Search the material below for the string "user" and extract each line that has it.

→ RECORDS PROVIDED:
*-*-*
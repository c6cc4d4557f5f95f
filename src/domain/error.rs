use thiserror::Error;

/// Enumerated translation of vendor error codes returned by the completion API.
///
/// Endpoint controllers map these to their user-facing strings; the same code
/// can surface different messages depending on which endpoint hit it.
#[derive(Debug, Clone, PartialEq, Eq)]
pub enum UpstreamError {
    ModelNotAvailable,
    InvalidApiKey,
    QuotaExceeded,
    RateLimited,
    Other(String),
}

impl UpstreamError {
    /// Classify a vendor error code string.
    pub fn from_code(code: &str) -> Self {
        match code {
            "model_not_found" => Self::ModelNotAvailable,
            "invalid_api_key" => Self::InvalidApiKey,
            "insufficient_quota" => Self::QuotaExceeded,
            "rate_limit_exceeded" => Self::RateLimited,
            other => Self::Other(other.to_string()),
        }
    }

    pub fn code(&self) -> &str {
        match self {
            Self::ModelNotAvailable => "model_not_found",
            Self::InvalidApiKey => "invalid_api_key",
            Self::QuotaExceeded => "insufficient_quota",
            Self::RateLimited => "rate_limit_exceeded",
            Self::Other(code) => code,
        }
    }
}

#[derive(Debug, Error)]
pub enum DomainError {
    #[error("Invalid request: {0}")]
    InvalidRequest(String),

    #[error("API key not configured")]
    MissingCredential,

    #[error("Upstream error: {}", .0.code())]
    Upstream(UpstreamError),

    #[error("Internal error: {0}")]
    Internal(String),
}

impl DomainError {
    pub fn invalid_request(msg: impl Into<String>) -> Self {
        Self::InvalidRequest(msg.into())
    }

    pub fn internal(msg: impl Into<String>) -> Self {
        Self::Internal(msg.into())
    }

    pub fn is_invalid_request(&self) -> bool {
        matches!(self, Self::InvalidRequest(_))
    }

    pub fn is_missing_credential(&self) -> bool {
        matches!(self, Self::MissingCredential)
    }
}

/// Failure modes of the image encoder.
///
/// Messages match what the upload UI surfaces to the user.
#[derive(Debug, Error)]
pub enum EncodeError {
    #[error("Please upload an image file (JPEG, PNG, etc.)")]
    InvalidType,

    #[error("Image size should be less than 4MB")]
    TooLarge,

    #[error("Failed to read file: {0}")]
    ReadError(#[from] std::io::Error),
}

#[cfg(test)]
mod tests {
    use super::*;

    #[test]
    fn from_code_maps_known_vendor_codes() {
        assert_eq!(
            UpstreamError::from_code("model_not_found"),
            UpstreamError::ModelNotAvailable
        );
        assert_eq!(
            UpstreamError::from_code("invalid_api_key"),
            UpstreamError::InvalidApiKey
        );
        assert_eq!(
            UpstreamError::from_code("insufficient_quota"),
            UpstreamError::QuotaExceeded
        );
        assert_eq!(
            UpstreamError::from_code("rate_limit_exceeded"),
            UpstreamError::RateLimited
        );
    }

    #[test]
    fn from_code_preserves_unknown_codes() {
        let err = UpstreamError::from_code("context_length_exceeded");
        assert_eq!(err, UpstreamError::Other("context_length_exceeded".into()));
        assert_eq!(err.code(), "context_length_exceeded");
    }

    #[test]
    fn code_round_trips_known_variants() {
        for code in [
            "model_not_found",
            "invalid_api_key",
            "insufficient_quota",
            "rate_limit_exceeded",
        ] {
            assert_eq!(UpstreamError::from_code(code).code(), code);
        }
    }
}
*-*-*
→ RESULT:
/// Endpoint controllers map these to their user-facing strings; the same code
/// Messages match what the upload UI surfaces to the user.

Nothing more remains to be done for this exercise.